+++ SUPPLIED MATERIAL +++

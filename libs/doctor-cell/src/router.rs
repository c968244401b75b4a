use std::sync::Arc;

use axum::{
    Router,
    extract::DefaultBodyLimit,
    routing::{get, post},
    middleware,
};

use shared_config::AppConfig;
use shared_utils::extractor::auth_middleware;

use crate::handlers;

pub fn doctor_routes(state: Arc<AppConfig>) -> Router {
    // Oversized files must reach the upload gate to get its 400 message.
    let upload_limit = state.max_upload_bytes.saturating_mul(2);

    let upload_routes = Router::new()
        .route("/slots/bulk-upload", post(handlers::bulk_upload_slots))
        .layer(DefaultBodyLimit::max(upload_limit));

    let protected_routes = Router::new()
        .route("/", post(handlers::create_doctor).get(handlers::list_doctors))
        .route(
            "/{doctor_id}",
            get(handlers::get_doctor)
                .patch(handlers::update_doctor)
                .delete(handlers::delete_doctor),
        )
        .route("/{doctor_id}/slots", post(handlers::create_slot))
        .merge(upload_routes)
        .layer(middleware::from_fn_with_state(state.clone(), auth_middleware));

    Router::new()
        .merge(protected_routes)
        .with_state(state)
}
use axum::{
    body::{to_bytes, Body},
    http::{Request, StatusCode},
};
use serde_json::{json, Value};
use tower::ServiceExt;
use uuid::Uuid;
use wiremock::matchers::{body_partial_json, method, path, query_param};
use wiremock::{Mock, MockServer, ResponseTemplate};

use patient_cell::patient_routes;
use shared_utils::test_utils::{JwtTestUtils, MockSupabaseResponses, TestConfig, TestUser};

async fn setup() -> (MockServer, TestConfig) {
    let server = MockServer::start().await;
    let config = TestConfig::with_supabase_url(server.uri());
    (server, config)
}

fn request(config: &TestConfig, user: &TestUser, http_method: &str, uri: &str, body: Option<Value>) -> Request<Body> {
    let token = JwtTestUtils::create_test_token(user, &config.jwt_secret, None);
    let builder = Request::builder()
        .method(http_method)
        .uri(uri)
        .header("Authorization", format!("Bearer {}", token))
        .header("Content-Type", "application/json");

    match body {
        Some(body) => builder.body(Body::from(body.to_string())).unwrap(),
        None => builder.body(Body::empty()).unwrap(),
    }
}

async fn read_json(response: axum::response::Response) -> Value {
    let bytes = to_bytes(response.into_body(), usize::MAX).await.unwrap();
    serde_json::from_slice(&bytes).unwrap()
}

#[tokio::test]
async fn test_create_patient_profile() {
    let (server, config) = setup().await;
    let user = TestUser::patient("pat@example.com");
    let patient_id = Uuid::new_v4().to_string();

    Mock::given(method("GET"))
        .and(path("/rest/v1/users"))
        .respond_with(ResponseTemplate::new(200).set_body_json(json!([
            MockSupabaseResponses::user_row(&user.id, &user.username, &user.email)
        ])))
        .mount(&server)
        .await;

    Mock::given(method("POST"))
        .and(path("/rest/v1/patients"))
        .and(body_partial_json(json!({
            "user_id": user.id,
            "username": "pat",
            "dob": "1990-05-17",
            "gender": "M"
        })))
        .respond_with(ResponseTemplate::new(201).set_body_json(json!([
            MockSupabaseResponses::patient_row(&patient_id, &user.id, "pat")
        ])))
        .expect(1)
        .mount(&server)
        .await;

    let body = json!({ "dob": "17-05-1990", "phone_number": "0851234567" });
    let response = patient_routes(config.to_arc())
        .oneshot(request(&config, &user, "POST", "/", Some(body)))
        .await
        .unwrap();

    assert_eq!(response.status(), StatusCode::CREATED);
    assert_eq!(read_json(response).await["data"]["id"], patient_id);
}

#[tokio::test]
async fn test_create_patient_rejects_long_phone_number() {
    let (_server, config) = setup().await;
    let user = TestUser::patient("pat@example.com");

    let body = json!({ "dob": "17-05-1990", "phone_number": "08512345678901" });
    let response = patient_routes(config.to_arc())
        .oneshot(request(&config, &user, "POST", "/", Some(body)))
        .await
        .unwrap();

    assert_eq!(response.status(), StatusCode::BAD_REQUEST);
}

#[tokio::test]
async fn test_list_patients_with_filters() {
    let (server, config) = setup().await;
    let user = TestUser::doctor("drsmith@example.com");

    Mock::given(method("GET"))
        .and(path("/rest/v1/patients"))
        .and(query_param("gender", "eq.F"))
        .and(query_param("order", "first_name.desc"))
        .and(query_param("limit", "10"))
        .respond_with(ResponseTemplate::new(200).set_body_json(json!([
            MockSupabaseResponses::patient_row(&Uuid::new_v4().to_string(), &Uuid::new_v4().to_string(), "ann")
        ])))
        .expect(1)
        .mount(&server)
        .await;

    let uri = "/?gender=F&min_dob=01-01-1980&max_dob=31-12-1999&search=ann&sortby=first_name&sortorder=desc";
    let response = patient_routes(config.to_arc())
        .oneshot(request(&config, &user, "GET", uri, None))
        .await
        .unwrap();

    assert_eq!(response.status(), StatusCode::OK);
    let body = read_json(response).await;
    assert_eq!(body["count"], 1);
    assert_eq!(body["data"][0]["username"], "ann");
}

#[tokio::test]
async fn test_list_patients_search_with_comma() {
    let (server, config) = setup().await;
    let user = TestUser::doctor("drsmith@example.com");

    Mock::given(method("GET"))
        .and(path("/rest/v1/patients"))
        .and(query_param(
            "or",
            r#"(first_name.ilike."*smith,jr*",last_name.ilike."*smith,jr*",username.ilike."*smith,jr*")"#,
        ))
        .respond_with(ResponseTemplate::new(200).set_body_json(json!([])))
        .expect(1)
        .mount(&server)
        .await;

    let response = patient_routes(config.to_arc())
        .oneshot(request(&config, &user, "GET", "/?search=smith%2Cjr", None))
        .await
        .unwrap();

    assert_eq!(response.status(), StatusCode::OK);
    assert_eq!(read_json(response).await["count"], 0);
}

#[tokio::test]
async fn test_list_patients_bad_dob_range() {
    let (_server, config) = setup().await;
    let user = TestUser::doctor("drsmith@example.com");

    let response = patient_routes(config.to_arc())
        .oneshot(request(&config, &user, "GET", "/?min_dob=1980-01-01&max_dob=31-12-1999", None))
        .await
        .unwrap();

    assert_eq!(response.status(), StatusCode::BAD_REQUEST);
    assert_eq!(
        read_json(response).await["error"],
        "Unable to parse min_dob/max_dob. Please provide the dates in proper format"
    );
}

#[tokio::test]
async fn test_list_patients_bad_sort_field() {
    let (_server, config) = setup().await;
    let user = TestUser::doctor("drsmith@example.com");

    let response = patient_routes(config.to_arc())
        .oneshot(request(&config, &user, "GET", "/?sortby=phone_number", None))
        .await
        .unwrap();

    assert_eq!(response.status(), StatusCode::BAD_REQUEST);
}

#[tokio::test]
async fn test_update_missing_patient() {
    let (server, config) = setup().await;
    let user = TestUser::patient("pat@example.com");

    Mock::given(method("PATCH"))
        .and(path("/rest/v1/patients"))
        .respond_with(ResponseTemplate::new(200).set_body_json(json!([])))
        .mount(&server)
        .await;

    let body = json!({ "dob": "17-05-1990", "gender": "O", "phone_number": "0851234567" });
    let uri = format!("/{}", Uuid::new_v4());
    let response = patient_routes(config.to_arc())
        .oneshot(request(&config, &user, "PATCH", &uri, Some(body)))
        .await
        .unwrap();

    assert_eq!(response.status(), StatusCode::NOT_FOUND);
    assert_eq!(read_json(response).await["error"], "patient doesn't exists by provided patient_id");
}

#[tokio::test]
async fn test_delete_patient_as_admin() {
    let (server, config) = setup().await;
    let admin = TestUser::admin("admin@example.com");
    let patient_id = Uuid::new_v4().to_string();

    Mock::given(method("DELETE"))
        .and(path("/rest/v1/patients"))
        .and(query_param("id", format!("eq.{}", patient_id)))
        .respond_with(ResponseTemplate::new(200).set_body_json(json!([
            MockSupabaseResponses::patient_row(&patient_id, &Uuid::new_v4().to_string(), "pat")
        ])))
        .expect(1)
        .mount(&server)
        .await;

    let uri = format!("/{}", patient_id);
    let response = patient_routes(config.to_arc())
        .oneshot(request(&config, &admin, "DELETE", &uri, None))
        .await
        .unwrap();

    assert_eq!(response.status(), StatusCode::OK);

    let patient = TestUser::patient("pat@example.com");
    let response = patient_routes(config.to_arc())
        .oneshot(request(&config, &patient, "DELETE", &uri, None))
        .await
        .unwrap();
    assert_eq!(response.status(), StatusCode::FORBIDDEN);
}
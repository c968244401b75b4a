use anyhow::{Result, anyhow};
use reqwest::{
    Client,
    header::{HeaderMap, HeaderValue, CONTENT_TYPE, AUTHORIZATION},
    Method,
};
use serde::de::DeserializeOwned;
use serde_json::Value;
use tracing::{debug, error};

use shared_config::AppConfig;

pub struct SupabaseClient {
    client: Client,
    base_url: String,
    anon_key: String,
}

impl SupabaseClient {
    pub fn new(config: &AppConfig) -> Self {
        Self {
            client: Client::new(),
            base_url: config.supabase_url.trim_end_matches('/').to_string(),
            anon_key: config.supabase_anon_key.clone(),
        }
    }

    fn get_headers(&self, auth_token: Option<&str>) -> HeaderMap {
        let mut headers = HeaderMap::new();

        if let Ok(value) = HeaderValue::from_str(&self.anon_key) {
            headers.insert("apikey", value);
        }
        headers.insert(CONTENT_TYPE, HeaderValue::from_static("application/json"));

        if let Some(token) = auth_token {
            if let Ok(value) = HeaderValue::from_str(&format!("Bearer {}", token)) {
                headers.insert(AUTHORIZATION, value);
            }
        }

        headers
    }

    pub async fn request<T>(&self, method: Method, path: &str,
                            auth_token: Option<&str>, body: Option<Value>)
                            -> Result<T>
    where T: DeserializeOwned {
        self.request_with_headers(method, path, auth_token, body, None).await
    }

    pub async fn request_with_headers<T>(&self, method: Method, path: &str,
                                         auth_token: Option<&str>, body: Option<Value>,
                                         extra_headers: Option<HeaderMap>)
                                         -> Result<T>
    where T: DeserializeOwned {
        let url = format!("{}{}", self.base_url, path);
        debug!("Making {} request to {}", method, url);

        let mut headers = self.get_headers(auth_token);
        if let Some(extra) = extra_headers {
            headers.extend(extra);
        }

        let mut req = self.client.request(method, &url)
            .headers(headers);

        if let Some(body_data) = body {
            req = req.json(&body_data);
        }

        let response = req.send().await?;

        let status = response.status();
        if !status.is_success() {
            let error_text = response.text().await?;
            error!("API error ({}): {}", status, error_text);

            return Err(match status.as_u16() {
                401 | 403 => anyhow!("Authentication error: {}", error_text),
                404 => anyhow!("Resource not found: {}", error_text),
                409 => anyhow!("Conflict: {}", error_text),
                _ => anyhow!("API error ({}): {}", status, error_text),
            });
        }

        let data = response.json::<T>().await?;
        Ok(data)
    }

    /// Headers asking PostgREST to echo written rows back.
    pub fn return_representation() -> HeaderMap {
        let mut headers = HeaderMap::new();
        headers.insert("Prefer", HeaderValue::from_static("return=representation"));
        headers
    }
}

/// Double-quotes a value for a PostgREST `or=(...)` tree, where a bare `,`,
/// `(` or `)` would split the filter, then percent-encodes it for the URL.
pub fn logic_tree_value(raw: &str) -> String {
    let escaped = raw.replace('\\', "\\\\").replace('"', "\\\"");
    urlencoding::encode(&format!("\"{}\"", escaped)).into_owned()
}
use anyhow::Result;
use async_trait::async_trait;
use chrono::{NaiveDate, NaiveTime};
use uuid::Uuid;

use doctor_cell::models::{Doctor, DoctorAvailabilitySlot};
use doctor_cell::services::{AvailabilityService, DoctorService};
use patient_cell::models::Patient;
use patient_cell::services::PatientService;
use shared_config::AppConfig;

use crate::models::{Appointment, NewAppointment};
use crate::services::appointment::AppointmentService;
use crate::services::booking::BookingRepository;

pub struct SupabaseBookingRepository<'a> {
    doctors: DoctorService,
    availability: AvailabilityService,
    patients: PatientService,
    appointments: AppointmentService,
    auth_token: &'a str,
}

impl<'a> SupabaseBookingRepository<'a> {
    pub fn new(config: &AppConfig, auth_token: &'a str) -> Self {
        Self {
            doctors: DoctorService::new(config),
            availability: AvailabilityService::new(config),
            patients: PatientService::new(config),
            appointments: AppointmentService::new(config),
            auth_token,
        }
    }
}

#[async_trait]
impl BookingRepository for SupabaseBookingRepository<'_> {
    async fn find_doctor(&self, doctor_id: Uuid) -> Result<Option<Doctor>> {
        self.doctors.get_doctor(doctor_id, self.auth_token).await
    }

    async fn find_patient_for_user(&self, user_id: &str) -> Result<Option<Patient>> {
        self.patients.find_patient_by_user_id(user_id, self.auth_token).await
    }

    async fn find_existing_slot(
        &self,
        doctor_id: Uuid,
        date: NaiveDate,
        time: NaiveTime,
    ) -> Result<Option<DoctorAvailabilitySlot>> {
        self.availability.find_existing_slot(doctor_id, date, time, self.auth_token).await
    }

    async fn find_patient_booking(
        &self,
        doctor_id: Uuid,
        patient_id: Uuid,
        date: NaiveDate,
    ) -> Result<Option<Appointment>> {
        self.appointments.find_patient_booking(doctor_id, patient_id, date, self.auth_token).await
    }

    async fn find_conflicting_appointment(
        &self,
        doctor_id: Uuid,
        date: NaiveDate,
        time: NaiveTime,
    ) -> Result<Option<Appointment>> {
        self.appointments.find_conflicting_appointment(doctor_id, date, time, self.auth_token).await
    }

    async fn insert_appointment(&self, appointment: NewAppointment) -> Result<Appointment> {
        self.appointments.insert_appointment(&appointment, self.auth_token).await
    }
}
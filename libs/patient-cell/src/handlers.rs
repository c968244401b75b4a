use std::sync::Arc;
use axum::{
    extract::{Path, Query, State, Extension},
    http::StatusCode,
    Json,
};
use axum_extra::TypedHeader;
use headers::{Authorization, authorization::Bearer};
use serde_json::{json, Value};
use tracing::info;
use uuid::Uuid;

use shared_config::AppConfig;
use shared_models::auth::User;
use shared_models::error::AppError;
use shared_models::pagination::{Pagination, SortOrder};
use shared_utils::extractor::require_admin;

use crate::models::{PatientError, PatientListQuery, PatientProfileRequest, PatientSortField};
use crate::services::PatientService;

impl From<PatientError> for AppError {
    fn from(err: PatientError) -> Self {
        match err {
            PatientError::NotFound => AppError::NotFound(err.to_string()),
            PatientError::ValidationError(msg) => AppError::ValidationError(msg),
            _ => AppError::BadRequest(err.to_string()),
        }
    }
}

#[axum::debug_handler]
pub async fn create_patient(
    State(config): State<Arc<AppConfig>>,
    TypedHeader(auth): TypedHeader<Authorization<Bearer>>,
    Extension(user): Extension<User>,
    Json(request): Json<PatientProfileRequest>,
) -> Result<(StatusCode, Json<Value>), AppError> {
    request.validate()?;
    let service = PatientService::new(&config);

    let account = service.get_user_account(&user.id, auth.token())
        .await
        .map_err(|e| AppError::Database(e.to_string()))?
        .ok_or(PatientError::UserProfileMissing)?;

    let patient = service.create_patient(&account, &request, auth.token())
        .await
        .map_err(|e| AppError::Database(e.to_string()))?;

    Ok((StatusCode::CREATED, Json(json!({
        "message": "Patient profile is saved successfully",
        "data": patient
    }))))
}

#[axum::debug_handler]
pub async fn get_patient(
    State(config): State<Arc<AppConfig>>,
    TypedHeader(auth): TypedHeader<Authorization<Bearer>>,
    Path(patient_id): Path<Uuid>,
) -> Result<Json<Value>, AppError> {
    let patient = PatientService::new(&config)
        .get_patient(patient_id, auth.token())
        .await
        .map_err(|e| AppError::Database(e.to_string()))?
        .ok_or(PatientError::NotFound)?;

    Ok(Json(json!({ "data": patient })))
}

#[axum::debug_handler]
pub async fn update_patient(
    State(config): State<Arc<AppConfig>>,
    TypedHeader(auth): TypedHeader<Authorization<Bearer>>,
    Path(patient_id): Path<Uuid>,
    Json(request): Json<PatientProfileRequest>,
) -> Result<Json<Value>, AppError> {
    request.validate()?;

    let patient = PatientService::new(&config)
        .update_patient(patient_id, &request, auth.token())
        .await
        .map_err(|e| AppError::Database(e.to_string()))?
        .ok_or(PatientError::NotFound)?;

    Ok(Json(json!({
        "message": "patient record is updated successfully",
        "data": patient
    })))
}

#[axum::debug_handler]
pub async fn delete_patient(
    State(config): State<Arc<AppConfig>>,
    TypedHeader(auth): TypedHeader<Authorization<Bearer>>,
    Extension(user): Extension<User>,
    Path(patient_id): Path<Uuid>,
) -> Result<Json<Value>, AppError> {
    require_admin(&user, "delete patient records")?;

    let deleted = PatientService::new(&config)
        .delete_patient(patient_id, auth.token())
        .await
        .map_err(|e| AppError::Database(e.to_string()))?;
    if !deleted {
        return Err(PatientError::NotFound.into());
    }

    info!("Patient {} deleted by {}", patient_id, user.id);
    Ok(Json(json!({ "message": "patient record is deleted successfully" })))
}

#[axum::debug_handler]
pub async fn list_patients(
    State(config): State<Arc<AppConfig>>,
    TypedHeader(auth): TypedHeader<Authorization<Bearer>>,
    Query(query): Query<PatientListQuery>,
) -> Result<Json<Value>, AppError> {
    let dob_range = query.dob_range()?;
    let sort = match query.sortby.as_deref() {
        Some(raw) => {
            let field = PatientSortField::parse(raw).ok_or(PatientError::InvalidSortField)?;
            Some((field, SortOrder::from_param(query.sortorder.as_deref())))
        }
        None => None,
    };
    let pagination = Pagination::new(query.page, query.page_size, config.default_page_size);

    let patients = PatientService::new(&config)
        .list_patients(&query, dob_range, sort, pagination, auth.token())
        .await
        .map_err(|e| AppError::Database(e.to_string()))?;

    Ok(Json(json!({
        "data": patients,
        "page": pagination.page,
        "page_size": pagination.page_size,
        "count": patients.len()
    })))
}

+++

Repeat word for word from the line holding "let patients = PatientService::new(&config)" down to the last line above, including both.

    let patients = PatientService::new(&config)
        .list_patients(&query, dob_range, sort, pagination, auth.token())
        .await
        .map_err(|e| AppError::Database(e.to_string()))?;

    Ok(Json(json!({
        "data": patients,
        "page": pagination.page,
        "page_size": pagination.page_size,
        "count": patients.len()
    })))
}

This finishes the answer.